The truck rental industry is currently an $18 billion dollar industry that is expected to grow to $21 billion by 2021. Additionally, recent mergers and acquisitions within the industry have led to a fairly oligopolistic group of five companies including U-Haul, Enterprise, Budget, Penske and Ryder. Furthermore, high capital expenditures make this an industry with high barriers to entry.
Our investment thesis is predicated upon three points:
Macroeconomic moving trends amongst millennials and baby boomers will drive top line growth in Amerco's (NASDAQ:UHAL) moving and self-storage businesses. Amerco's U-Haul business has distinct competitive advantages due to its brand name and size. These advantages would be incredibly difficult to replicate. Amerco has a highly profitable self-storage business that we believe is mispriced due to investor overreaction. Amerco's self-storage business has a large amount of "hidden earnings" that have not yet been taken into account by investors. Additionally, Amerco could unlock substantial shareholder value by spinning off its self-storage business into a real estate investment trust (REIT).
Amerco was founded in 1941 and has been continually run by the Shoen family for over 80 years. In terms of products, Amerco rents trucks, trailers and moving supplies through its U-Haul subsidiary. The company also operates over 44 million square feet of self-storage space through its self-storage subsidiary. Lastly, it sells property, casualty and health insurance through its Repwest and Oxford insurance subsidiaries. Amerco's revenue breakdown is as follows:
Source:Amerco 2016 10-K
Amerco operates throughout all 50 states and the most populous provinces in Canada. It is almost entirely domestic with over 21,000 locations
Source: Amerco Investor Presentation
Amerco released poor earnings during Q1 2017 (most recent quarter) and the stock sold off by over 20%. The company missed earnings due to higher than expected cost of goods sold and depreciation expenses. However, the company is up significantly since the financial crisis.

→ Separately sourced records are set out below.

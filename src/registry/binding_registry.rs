//! # Binding Metadata Registry
//!
//! Declarative job-binding metadata attached to handler types, held in a
//! thread-safe registry.
//!
//! ## Key Properties
//!
//! - **Explicit registration**: `bind` is an ordinary call executed at
//!   startup, so "must be declared before discovery runs" is a visible
//!   contract rather than hidden reflection.
//! - **Validated before the network**: both metadata fields are checked at
//!   bind time and re-checked by the registration step; invalid metadata
//!   never reaches the engine client.
//! - **Duplicate rejection**: a second binding claiming an already-bound
//!   `(workflow, job type)` pair fails loudly and leaves the first binding
//!   intact.
//!
//! ## Usage
//!
//! ```rust
//! use flowbind::BindingRegistry;
//!
//! # async fn example() -> flowbind::Result<()> {
//! let registry = BindingRegistry::new();
//! registry.bind("ChargePaymentHandler", "charge-payment", "order-workflow").await?;
//!
//! let metadata = registry.metadata_for("ChargePaymentHandler").await.unwrap();
//! assert_eq!(metadata.job_type, "charge-payment");
//! # Ok(())
//! # }
//! ```

use crate::error::{FlowbindError, Result};
use crate::logging::log_registry_operation;
use chrono::{DateTime, Utc};
use serde::{Deserialize, Serialize};
use std::collections::HashMap;
use std::sync::Arc;
use tokio::sync::RwLock;
use tracing::debug;

/// Declarative job-binding metadata attached to one handler type
#[derive(Debug, Clone, PartialEq, Eq, Serialize, Deserialize)]
pub struct BindingMetadata {
    /// The job type this handler processes
    pub job_type: String,
    /// The workflow this handler belongs to
    pub workflow_name: String,
}

impl BindingMetadata {
    pub fn new(job_type: impl Into<String>, workflow_name: impl Into<String>) -> Self {
        Self {
            job_type: job_type.into(),
            workflow_name: workflow_name.into(),
        }
    }

    /// Validate that both fields are non-empty. Synchronous and
    /// side-effect-free.
    pub fn validate(&self) -> Result<()> {
        if self.job_type.is_empty() {
            return Err(FlowbindError::configuration("jobType cannot be empty"));
        }
        if self.workflow_name.is_empty() {
            return Err(FlowbindError::configuration(
                "workflowName cannot be empty",
            ));
        }
        Ok(())
    }
}

/// One stored binding with its registration timestamp
#[derive(Debug, Clone)]
pub struct BindingEntry {
    pub metadata: BindingMetadata,
    pub registered_at: DateTime<Utc>,
}

/// Statistics about stored bindings
#[derive(Debug, Clone, Default)]
pub struct RegistryStats {
    pub total_bindings: usize,
    pub workflows: Vec<String>,
}

/// Thread-safe registry mapping handler-type identifiers to binding metadata
pub struct BindingRegistry {
    bindings: Arc<RwLock<HashMap<String, BindingEntry>>>,
}

impl BindingRegistry {
    pub fn new() -> Self {
        Self {
            bindings: Arc::new(RwLock::new(HashMap::new())),
        }
    }

    /// Attach binding metadata to a handler type.
    ///
    /// Fails with a configuration error when either field is empty, when the
    /// handler type is already bound, or when another handler already claims
    /// the same job type within the same workflow (first registration wins,
    /// the registry is left unchanged).
    pub async fn bind(
        &self,
        handler_type: &str,
        job_type: &str,
        workflow_name: &str,
    ) -> Result<()> {
        if handler_type.is_empty() {
            return Err(FlowbindError::configuration(
                "handler type identifier cannot be empty",
            ));
        }

        let metadata = BindingMetadata::new(job_type, workflow_name);
        metadata.validate()?;

        let mut bindings = self.bindings.write().await;

        if bindings.contains_key(handler_type) {
            return Err(FlowbindError::configuration(format!(
                "Handler type '{handler_type}' is already bound"
            )));
        }

        if let Some((existing_type, _)) = bindings.iter().find(|(_, entry)| {
            entry.metadata.workflow_name == workflow_name && entry.metadata.job_type == job_type
        }) {
            return Err(FlowbindError::configuration(format!(
                "Job type '{job_type}' in workflow '{workflow_name}' is already bound to handler type '{existing_type}'"
            )));
        }

        bindings.insert(
            handler_type.to_string(),
            BindingEntry {
                metadata,
                registered_at: Utc::now(),
            },
        );

        log_registry_operation(
            "bind",
            Some(handler_type),
            Some(job_type),
            Some(workflow_name),
            "bound",
            None,
        );
        Ok(())
    }

    /// Metadata attached to a handler type, if any
    pub async fn metadata_for(&self, handler_type: &str) -> Option<BindingMetadata> {
        let bindings = self.bindings.read().await;
        bindings.get(handler_type).map(|e| e.metadata.clone())
    }

    /// All bindings declared for one workflow as
    /// `(handler_type, metadata)` pairs
    pub async fn bindings_for_workflow(
        &self,
        workflow_name: &str,
    ) -> Vec<(String, BindingMetadata)> {
        let bindings = self.bindings.read().await;
        bindings
            .iter()
            .filter(|(_, entry)| entry.metadata.workflow_name == workflow_name)
            .map(|(handler_type, entry)| (handler_type.clone(), entry.metadata.clone()))
            .collect()
    }

    /// Registry statistics
    pub async fn stats(&self) -> RegistryStats {
        let bindings = self.bindings.read().await;
        let mut workflows: Vec<String> = bindings
            .values()
            .map(|e| e.metadata.workflow_name.clone())
            .collect();
        workflows.sort();
        workflows.dedup();

        debug!(
            total = bindings.len(),
            workflows = workflows.len(),
            "Computed binding registry stats"
        );

        RegistryStats {
            total_bindings: bindings.len(),
            workflows,
        }
    }
}

impl Default for BindingRegistry {
    fn default() -> Self {
        Self::new()
    }
}

impl Clone for BindingRegistry {
    fn clone(&self) -> Self {
        Self {
            bindings: self.bindings.clone(),
        }
    }
}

Why Would Amerco be Mispriced?
We believe Amerco has become mispriced due to a number of reasons. First of all, the recent bad earnings have caused investors to abandon the stock. Since there is such low trading volume on this stock, even a small sell-off can lead to a gap down in share price. Additionally, there is virtually no sell-side coverage on this stock. Amerco is a diversified conglomerate that operates in everything from insurance to truck rentals to storage and real estate. As a result, most of the coverage on this stock is from buy-side analysts who conduct proprietary research. As a result of the above factors, it is easy to see how Amerco might become mispriced.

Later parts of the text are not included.